%%

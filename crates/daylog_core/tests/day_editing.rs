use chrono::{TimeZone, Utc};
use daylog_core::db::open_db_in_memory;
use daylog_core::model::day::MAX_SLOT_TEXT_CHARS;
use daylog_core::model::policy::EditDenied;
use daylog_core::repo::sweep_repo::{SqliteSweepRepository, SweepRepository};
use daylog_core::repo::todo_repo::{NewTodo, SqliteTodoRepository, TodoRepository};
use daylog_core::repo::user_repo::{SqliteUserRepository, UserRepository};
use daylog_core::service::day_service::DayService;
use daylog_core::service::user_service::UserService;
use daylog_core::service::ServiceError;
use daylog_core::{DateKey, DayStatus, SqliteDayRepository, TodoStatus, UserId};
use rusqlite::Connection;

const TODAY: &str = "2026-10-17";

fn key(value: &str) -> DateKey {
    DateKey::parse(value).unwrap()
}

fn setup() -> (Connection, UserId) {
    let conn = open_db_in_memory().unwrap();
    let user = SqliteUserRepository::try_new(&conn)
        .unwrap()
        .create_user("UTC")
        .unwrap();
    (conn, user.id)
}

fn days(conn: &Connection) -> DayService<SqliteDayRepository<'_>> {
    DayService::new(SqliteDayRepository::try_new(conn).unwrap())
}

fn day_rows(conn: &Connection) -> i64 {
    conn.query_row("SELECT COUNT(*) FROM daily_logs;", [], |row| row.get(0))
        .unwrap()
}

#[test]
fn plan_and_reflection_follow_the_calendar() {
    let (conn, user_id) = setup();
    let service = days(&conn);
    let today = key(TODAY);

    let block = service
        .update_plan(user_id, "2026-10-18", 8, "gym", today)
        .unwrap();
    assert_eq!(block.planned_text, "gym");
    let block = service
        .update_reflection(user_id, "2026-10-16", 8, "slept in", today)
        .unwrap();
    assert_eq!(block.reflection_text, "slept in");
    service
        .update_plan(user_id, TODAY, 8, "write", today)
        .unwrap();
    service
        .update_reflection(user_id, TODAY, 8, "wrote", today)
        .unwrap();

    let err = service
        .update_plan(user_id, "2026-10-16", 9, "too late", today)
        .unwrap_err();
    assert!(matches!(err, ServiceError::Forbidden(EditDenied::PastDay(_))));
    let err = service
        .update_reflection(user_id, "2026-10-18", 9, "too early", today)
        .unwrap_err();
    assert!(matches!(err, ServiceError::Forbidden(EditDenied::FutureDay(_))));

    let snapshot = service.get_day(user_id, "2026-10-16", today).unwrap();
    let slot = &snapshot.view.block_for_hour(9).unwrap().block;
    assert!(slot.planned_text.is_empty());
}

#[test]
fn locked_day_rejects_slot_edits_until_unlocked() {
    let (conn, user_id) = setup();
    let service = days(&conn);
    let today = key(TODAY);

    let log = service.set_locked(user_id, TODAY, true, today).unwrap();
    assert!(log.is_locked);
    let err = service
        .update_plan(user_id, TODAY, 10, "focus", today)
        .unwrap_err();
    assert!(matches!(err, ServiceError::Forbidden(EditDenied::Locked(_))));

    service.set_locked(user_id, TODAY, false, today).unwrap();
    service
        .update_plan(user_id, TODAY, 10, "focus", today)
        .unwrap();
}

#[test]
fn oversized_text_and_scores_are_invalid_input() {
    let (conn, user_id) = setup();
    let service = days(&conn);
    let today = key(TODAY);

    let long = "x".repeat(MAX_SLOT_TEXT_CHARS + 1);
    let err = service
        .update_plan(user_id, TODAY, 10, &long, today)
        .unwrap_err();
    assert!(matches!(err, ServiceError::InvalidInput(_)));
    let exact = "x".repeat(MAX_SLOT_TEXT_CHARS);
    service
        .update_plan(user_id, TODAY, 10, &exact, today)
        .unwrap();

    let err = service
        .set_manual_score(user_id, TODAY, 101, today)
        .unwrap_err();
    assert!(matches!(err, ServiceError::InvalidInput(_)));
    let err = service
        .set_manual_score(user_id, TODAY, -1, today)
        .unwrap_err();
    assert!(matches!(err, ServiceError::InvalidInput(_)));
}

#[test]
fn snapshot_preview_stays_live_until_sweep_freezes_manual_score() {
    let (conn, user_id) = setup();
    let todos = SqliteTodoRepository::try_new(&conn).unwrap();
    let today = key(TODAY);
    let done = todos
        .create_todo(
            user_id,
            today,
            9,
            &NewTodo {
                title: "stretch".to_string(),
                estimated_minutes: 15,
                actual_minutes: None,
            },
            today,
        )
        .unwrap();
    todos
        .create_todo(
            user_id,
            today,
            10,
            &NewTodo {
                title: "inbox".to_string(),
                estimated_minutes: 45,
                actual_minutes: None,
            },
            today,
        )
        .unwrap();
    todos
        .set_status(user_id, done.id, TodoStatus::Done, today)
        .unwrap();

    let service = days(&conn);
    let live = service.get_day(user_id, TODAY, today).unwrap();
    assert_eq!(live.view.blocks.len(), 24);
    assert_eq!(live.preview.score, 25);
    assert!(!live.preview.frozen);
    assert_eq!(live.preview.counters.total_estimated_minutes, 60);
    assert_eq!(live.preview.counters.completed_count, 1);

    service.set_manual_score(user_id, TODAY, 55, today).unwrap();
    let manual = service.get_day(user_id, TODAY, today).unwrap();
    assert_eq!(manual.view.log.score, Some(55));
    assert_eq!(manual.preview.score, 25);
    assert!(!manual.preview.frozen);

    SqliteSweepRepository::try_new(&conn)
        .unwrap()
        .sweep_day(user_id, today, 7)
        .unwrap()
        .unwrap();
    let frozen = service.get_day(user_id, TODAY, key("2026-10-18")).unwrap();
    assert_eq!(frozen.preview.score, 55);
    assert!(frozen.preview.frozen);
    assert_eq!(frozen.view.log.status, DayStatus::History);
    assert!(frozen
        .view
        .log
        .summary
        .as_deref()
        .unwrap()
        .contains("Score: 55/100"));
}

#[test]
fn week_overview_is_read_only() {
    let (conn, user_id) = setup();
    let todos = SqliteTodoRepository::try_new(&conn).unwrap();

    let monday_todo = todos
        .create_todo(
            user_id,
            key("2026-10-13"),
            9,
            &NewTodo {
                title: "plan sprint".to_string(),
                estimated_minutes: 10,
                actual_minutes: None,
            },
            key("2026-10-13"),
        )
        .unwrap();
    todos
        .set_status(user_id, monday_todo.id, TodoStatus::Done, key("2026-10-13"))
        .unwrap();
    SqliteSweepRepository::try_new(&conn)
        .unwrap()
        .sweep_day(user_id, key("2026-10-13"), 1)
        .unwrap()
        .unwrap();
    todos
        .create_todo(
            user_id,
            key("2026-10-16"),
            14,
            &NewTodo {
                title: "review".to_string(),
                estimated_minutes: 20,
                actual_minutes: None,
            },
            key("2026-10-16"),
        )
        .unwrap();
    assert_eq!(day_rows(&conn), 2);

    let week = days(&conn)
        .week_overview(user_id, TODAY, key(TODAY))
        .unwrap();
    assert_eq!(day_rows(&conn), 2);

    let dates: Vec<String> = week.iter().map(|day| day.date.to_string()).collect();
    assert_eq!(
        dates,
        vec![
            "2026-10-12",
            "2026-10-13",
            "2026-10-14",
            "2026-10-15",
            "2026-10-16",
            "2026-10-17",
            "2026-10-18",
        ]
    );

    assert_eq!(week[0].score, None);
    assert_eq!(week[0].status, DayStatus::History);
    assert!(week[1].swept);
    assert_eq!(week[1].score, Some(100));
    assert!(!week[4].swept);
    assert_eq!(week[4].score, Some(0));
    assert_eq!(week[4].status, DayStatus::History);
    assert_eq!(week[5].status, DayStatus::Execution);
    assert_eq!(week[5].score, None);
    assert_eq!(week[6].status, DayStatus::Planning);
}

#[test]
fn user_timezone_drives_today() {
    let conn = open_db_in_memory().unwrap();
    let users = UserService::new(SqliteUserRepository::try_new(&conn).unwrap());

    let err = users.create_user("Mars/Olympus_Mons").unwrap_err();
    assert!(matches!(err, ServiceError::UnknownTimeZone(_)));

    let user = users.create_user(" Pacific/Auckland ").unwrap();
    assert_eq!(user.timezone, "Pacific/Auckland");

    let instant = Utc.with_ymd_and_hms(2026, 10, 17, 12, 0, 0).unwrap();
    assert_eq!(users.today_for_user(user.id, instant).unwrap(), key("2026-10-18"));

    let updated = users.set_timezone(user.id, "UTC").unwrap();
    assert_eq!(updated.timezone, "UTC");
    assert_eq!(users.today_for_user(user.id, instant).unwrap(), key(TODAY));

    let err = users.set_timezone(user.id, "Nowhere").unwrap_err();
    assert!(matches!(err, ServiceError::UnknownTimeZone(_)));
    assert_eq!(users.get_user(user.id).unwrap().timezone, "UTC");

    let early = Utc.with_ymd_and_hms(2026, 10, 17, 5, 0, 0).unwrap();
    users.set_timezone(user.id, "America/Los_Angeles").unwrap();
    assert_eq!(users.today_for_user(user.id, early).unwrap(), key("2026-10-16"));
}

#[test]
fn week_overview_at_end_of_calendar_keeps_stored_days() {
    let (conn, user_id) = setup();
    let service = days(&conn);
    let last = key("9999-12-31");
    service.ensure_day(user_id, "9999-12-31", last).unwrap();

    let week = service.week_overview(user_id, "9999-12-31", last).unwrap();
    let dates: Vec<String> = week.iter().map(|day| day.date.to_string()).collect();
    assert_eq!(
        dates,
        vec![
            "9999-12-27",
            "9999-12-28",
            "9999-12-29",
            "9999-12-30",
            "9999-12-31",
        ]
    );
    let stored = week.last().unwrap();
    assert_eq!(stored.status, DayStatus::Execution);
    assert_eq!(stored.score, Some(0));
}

%%
%%

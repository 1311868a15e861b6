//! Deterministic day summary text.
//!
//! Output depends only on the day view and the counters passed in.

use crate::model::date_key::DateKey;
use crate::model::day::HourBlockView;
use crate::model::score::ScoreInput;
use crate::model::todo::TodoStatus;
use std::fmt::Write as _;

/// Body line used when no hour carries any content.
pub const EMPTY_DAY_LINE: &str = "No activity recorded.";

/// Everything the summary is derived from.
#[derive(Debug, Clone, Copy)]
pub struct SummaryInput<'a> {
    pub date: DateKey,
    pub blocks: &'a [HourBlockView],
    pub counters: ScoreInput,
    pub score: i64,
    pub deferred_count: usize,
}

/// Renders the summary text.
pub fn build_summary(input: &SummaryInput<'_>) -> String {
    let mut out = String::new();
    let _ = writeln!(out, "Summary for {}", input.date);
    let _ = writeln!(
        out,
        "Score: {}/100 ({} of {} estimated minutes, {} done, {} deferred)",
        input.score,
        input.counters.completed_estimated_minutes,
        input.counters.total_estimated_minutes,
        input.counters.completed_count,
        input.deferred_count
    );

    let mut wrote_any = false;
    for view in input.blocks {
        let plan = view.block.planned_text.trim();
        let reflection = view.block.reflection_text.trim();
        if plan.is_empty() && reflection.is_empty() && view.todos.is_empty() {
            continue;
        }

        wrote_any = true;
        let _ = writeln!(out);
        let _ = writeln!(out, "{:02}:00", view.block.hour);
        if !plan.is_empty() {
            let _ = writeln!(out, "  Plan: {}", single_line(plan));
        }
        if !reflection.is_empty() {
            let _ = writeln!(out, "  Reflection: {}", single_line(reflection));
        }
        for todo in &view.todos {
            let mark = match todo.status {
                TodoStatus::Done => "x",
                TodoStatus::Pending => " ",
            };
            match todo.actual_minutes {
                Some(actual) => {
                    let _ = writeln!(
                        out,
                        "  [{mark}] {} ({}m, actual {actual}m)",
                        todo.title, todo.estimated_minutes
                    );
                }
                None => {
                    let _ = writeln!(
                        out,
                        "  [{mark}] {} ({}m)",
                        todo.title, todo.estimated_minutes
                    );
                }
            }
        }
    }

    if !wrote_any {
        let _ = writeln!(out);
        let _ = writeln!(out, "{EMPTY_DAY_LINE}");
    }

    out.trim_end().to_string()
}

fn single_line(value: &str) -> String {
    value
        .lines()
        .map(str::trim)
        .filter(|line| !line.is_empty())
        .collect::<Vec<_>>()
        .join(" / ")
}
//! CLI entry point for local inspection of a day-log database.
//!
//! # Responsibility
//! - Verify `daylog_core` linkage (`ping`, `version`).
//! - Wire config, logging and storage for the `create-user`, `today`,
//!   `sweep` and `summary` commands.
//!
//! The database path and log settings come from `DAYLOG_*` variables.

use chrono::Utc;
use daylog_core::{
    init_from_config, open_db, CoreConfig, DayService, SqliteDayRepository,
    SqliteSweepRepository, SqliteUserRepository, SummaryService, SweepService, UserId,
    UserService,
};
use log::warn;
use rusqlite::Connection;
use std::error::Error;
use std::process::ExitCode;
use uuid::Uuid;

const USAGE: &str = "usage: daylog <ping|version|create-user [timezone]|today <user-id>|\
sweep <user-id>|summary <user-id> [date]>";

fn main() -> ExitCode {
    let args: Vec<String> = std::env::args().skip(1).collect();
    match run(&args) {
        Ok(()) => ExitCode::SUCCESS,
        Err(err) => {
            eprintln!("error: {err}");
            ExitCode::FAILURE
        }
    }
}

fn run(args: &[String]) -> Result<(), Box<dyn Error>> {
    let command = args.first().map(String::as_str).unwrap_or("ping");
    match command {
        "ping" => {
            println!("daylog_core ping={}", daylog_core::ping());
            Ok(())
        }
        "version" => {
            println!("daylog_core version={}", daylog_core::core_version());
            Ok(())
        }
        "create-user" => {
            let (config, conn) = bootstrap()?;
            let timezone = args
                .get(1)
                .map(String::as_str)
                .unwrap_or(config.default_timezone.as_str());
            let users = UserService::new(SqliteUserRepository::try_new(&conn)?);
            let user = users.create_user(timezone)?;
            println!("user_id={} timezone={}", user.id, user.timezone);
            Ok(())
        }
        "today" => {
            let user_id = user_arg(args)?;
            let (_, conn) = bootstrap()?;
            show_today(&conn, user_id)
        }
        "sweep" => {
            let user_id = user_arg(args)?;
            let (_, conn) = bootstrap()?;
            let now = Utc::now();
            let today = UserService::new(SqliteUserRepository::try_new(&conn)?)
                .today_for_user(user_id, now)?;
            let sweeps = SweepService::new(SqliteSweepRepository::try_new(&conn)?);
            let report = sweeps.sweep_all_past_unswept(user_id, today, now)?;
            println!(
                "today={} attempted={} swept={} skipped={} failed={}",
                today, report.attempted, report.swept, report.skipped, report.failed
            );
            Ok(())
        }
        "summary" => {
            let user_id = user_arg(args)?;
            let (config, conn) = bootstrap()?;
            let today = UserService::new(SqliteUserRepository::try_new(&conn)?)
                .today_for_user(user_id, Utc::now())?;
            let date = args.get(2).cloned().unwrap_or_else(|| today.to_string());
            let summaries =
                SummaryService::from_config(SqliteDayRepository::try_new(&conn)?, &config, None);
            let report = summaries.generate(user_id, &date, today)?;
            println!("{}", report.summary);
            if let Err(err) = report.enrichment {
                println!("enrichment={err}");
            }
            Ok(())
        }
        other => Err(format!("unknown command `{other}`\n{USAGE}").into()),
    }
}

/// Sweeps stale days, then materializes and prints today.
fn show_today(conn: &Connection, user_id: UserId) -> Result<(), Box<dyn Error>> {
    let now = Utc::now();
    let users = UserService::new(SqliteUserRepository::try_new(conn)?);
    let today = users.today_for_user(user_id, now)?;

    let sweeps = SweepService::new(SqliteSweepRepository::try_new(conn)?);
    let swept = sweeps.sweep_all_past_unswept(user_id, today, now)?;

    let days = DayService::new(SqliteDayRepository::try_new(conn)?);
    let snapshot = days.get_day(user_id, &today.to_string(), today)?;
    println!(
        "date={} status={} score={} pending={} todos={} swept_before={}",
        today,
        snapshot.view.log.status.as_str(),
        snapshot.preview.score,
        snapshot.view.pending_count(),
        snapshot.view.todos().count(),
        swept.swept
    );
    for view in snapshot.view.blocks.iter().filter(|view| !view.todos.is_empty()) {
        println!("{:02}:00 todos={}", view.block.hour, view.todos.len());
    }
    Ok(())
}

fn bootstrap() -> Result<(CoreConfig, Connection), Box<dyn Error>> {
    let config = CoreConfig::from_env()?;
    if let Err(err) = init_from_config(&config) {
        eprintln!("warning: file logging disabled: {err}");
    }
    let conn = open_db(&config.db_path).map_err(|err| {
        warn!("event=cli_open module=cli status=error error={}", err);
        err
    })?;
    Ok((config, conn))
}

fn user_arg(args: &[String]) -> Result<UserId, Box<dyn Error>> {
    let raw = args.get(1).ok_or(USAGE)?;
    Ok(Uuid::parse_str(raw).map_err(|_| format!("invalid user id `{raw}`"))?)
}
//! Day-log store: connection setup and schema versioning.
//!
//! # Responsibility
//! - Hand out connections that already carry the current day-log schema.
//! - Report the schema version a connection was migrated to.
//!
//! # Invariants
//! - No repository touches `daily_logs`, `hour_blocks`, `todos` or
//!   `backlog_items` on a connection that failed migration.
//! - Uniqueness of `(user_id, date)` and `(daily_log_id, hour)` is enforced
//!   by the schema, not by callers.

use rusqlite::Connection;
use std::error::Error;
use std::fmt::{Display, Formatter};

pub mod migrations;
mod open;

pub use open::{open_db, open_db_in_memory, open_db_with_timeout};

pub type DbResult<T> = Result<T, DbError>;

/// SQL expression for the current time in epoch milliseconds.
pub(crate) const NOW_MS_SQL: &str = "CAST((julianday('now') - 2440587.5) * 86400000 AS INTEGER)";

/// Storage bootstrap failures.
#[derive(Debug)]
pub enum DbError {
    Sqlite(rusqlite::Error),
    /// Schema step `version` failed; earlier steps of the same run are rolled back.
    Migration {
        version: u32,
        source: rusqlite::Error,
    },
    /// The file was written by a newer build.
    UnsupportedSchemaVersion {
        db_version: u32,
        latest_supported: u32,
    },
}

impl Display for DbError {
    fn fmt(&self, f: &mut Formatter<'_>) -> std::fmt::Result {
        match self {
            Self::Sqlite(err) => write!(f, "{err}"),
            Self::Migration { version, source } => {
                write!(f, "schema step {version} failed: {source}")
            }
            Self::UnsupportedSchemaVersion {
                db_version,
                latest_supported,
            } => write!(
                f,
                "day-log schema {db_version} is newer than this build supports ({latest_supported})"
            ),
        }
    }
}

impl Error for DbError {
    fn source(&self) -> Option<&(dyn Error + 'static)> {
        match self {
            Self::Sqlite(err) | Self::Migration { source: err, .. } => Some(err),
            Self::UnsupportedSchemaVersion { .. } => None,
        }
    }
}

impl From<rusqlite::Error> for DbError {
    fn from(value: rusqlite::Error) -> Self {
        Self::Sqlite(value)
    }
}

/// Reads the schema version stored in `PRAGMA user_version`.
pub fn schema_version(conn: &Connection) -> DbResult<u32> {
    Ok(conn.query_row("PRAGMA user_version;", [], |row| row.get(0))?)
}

%%

> Activity
Work out how many lines in the data contain "ExitCode" and state that number with nothing added.

> Solution to this exercise
4